Another pair of bills (A.B. 3768 and S.B. 2462) pending in each house would permit corporations to use blockchain technology for certain recordkeeping requirements... New Jersey has also issued guidance that it would conform to the federal tax treatment of virtual currency, meaning that virtual currency would be treated as intangible property and subject to sales tax. See Technical Advisory Memorandum, N.J. Division of Taxation, Convertible Virtual Currency (TAM–2015–1(R)) (July 28, 2015).
New Mexico has both regulations and guidance on virtual currency.
Right now – virtual currency exchanges or other businesses engaged in the exchange of crypto currency for monetary value ARE required to be licensed as a money service business. Proposed legislation – (Action Postponed Indefinitely): Feb. 2019: New Mexico House introduced H.B. 649 entitled “Internet Business Development & Innovations.” Part of the proposal states: 1. A person shall not engage in business as a cryptovalue creator and distributor or as a cryptovalue exchange without first having obtained a license to do so from the division. 2. Licensees shall pay to the division an annual licensing fee of one hundred dollars ($100). 3. A licensee shall be an active corporation organized pursuant to the laws of New Mexico. 4. A cryptovalue creator and distributor and a cryptovalue exchange is not a money service as defined in Subsection P of Section 58-32-102 NMSA.

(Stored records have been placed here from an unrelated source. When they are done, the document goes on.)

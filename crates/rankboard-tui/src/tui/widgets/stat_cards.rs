// Stat cards widget: KD, Win Rate, Games and Streak for the loaded player.

use std::time::Instant;

use ratatui::layout::{Alignment, Rect};
use ratatui::style::{Color, Modifier, Style};
use ratatui::text::{Line, Span};
use ratatui::widgets::{Block, Borders, Paragraph};
use ratatui::Frame;
use rankboard_core::stats::AggregateStats;

use crate::tui::layout::split_cards;
use crate::tui::widgets::{placeholder, to_color, BAD, GOOD};
use crate::tui::ViewState;

/// One card: title, value text and value color.
#[derive(Debug, Clone, PartialEq, Eq)]
pub struct StatCard {
    pub title: &'static str,
    pub value: String,
    pub color: Color,
}

pub fn render(frame: &mut Frame, area: Rect, state: &ViewState) {
    let accent = state
        .player_name
        .as_deref()
        .map_or(Color::White, |name| to_color(state.players.color_for(name)));

    let Some(report) = &state.report else {
        let title = state.player_name.clone().unwrap_or_default();
        let paragraph = Paragraph::new(placeholder(&state.player_state))
            .alignment(Alignment::Center)
            .style(Style::default().fg(Color::DarkGray))
            .block(
                Block::default()
                    .borders(Borders::ALL)
                    .border_style(Style::default().fg(accent))
                    .title(title),
            );
        frame.render_widget(paragraph, area);
        return;
    };

    let cards = build_cards(&report.stats, state.kd_text(Instant::now()));
    for (card, rect) in cards.iter().zip(split_cards(area, cards.len())) {
        let paragraph = Paragraph::new(vec![
            Line::from(""),
            Line::from(Span::styled(
                card.value.clone(),
                Style::default()
                    .fg(card.color)
                    .add_modifier(Modifier::BOLD),
            )),
        ])
        .alignment(Alignment::Center)
        .block(
            Block::default()
                .borders(Borders::ALL)
                .border_style(Style::default().fg(accent))
                .title(card.title),
        );
        frame.render_widget(paragraph, rect);
    }
}

/// Cards in display order. `kd_text` is passed in so the KD card can show
/// the count-up value.
pub fn build_cards(stats: &AggregateStats, kd_text: String) -> Vec<StatCard> {
    vec![
        StatCard {
            title: "K/D",
            value: kd_text,
            color: Color::White,
        },
        StatCard {
            title: "Win Rate",
            value: stats.win_rate(),
            color: Color::White,
        },
        StatCard {
            title: "Games",
            value: stats.total_games.to_string(),
            color: Color::White,
        },
        StatCard {
            title: "Streak",
            value: stats.streak_label(),
            color: streak_color(stats.streak),
        },
    ]
}

/// Green for a win streak; red otherwise, including the empty `0 L` streak.
pub fn streak_color(streak: i32) -> Color {
    if streak > 0 {
        GOOD
    } else {
        BAD
    }
}

// ---------------------------------------------------------------------------
// Tests
// ---------------------------------------------------------------------------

The License/Registration Fee is $2,000, the Application Fee is $2,000 and the NMLS Initial Processing Fee is $0.
The company must submit the company bond in the amount of $300,000 or an amount equal to one percent of the licensee’s total yearly dollar volume of money transmission business in the state of New Mexico or the applicant’s projected total volume of business in New Mexico for the first year of licensure, whichever is greater, up to an ordinary maximum of two million dollars ($2,000,000) furnished by a surety company authorized to conduct business in New Mexico.

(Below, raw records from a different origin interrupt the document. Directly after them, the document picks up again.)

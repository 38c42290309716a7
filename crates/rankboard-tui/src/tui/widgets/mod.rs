// TUI widget modules for each dashboard panel, plus shared helpers.

pub mod leaderboard;
pub mod match_history;
pub mod sr_chart;
pub mod sr_table;
pub mod stat_cards;
pub mod status_bar;

use ratatui::style::Color;
use rankboard_core::config::Rgb;

use crate::protocol::LoadState;

/// Win/positive green and loss/negative red used across panels.
pub const GOOD: Color = Color::Rgb(0x4C, 0xAF, 0x50);
pub const BAD: Color = Color::Rgb(0xFF, 0x52, 0x52);

pub fn to_color(rgb: Rgb) -> Color {
    Color::Rgb(rgb.0, rgb.1, rgb.2)
}

/// Text shown in a panel that has nothing to draw.
pub fn placeholder(load: &LoadState) -> &'static str {
    match load {
        LoadState::Idle | LoadState::Loading => "Loading...",
        LoadState::Loaded | LoadState::NoData => "No data",
        LoadState::NotFound => "Player Not Found",
        LoadState::Failed(_) => "Error Loading Data",
    }
}

/// Render `draw` into a test terminal and return the buffer as text.
#[cfg(test)]
pub(crate) fn render_to_text<F>(width: u16, height: u16, draw: F) -> String
where
    F: FnOnce(&mut ratatui::Frame),
{
    let backend = ratatui::backend::TestBackend::new(width, height);
    let mut terminal = ratatui::Terminal::new(backend).unwrap();
    terminal.draw(draw).unwrap();
    terminal
        .backend()
        .buffer()
        .content
        .iter()
        .map(|cell| cell.symbol())
        .collect()
}
// Match history widget: the loaded player's matches, newest first.
//
// Columns: Date, Map, Mode, K/D, Result
// K/D is green at 1.0 or above, red below. Result: W green, L red.

use ratatui::layout::{Constraint, Margin, Rect};
use ratatui::style::{Color, Modifier, Style};
use ratatui::widgets::{
    Block, Borders, Cell, Paragraph, Row, Scrollbar, ScrollbarOrientation, ScrollbarState, Table,
};
use ratatui::Frame;
use rankboard_core::stats::{MatchKd, MatchRecord, MatchResult};

use crate::tui::widgets::{placeholder, BAD, GOOD};
use crate::tui::{ViewState, MATCH_HISTORY_SCROLL};

pub fn render(frame: &mut Frame, area: Rect, state: &ViewState) {
    let history = state
        .report
        .as_ref()
        .map(|r| r.history.as_slice())
        .unwrap_or_default();

    if history.is_empty() {
        let paragraph = Paragraph::new(format!("  {}", empty_message(state)))
            .style(Style::default().fg(Color::DarkGray))
            .block(Block::default().borders(Borders::ALL).title("Match History"));
        frame.render_widget(paragraph, area);
        return;
    }

    // Borders plus the header row.
    let visible_rows = (area.height as usize).saturating_sub(3);
    let total = history.len();
    let max_offset = total.saturating_sub(visible_rows);
    let scroll_offset = state
        .scroll_offset
        .get(MATCH_HISTORY_SCROLL)
        .copied()
        .unwrap_or(0)
        .min(max_offset);

    let header = Row::new(vec![
        Cell::from("Date"),
        Cell::from("Map"),
        Cell::from("Mode"),
        Cell::from("K/D"),
        Cell::from("Result"),
    ])
    .style(
        Style::default()
            .fg(Color::White)
            .add_modifier(Modifier::BOLD),
    );

    let rows: Vec<Row> = history
        .iter()
        .skip(scroll_offset)
        .take(visible_rows.max(1))
        .map(match_row)
        .collect();

    let widths = [
        Constraint::Length(10),
        Constraint::Min(14),
        Constraint::Length(12),
        Constraint::Length(6),
        Constraint::Length(6),
    ];

    let title = format!("Match History ({})", total);
    let table = Table::new(rows, widths)
        .header(header)
        .block(Block::default().borders(Borders::ALL).title(title));
    frame.render_widget(table, area);

    if total > visible_rows {
        let mut scrollbar_state =
            ScrollbarState::new(total.saturating_sub(visible_rows)).position(scroll_offset);
        frame.render_stateful_widget(
            Scrollbar::new(ScrollbarOrientation::VerticalRight),
            area.inner(Margin {
                vertical: 1,
                horizontal: 0,
            }),
            &mut scrollbar_state,
        );
    }
}

fn empty_message(state: &ViewState) -> &'static str {
    if state.report.is_some() {
        "No matches recorded."
    } else {
        placeholder(&state.player_state)
    }
}

fn match_row(record: &MatchRecord) -> Row<'static> {
    let bold = Modifier::BOLD;
    Row::new(vec![
        Cell::from(record.date.clone()),
        Cell::from(record.map.clone()),
        Cell::from(record.mode.clone()),
        Cell::from(record.kd.to_string())
            .style(Style::default().fg(kd_color(&record.kd)).add_modifier(bold)),
        Cell::from(record.result.to_string())
            .style(Style::default().fg(result_color(&record.result)).add_modifier(bold)),
    ])
}

/// Green at a displayed K/D of 1.0 or more, red below.
pub fn kd_color(kd: &MatchKd) -> Color {
    if kd.value() >= 1.0 {
        GOOD
    } else {
        BAD
    }
}

pub fn result_color(result: &MatchResult) -> Color {
    match result {
        MatchResult::Win => GOOD,
        MatchResult::Loss => BAD,
        MatchResult::Other(_) => Color::White,
    }
}

// ---------------------------------------------------------------------------
// Tests
// ---------------------------------------------------------------------------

SB 300, introduced in May 2018, aims to “amend the Uniform Electronic Transactions Act to define records and contracts secured by blockchain technology as electronic records and to allow the use of smart contract terms.”
There is no mention of crypto/virtual currency in Money Transmitter Laws BUT within the “Application for a Money Transmitter License”, it states a required document as:
· “Virtual Currency: If the applicant will engage in the transaction of virtual currency in the course of money transmission activities, provide a current third party security audit of all relevant computer and information systems.”
Ohio has not clarified its stance on virtual currencies, but the state did make changes to its Liquor Control Law in 2014, banning the purchase of alcohol with bitcoin. Ohio currently has 104 Bitcoin ATMs in the state.
Oregon has typically not required Bitcoin ATMs to become licensed as money transmitters. Oregon’s Money Transmitter Act does not explicitly include/govern currency exchange or sales or crptocurrencies.
Senate Bill 277, passed in May 2015, states that “Money” means a medium of exchange that:
· (a) The United States or a foreign government authorizes or adopts; or
· (b) Represents value that substitutes for currency but does not benefit from government regulation requiring acceptance of the medium of exchange as legal tender.
HB 2487 (Jan. 2019) proposes that “the Oregon Department of Administrative Services shall study and make recommendations regarding the use of blockchain technology by state agencies to administer public services.” 2019 OR H.B. 2487 (NS).
HB 2179 (Jan. 2019) further proposed to establish a task force on blockchain applications and legislation. Per the proposal, “the task force shall study and evaluate the status and development of block technology, investigate potential uses for the technology for economic development and business transactions and make recommendations for any changes necessary in state statutes that can promote adopting, using and developing blockchain technologies.
The House also proposed that unless authorized by the state treasurer:
a. The state government, as defined in ORS 174.111, may not accept payments using cryptocurrencyb. No candidate for public office may accept campaign contributions made using cryptocurrency.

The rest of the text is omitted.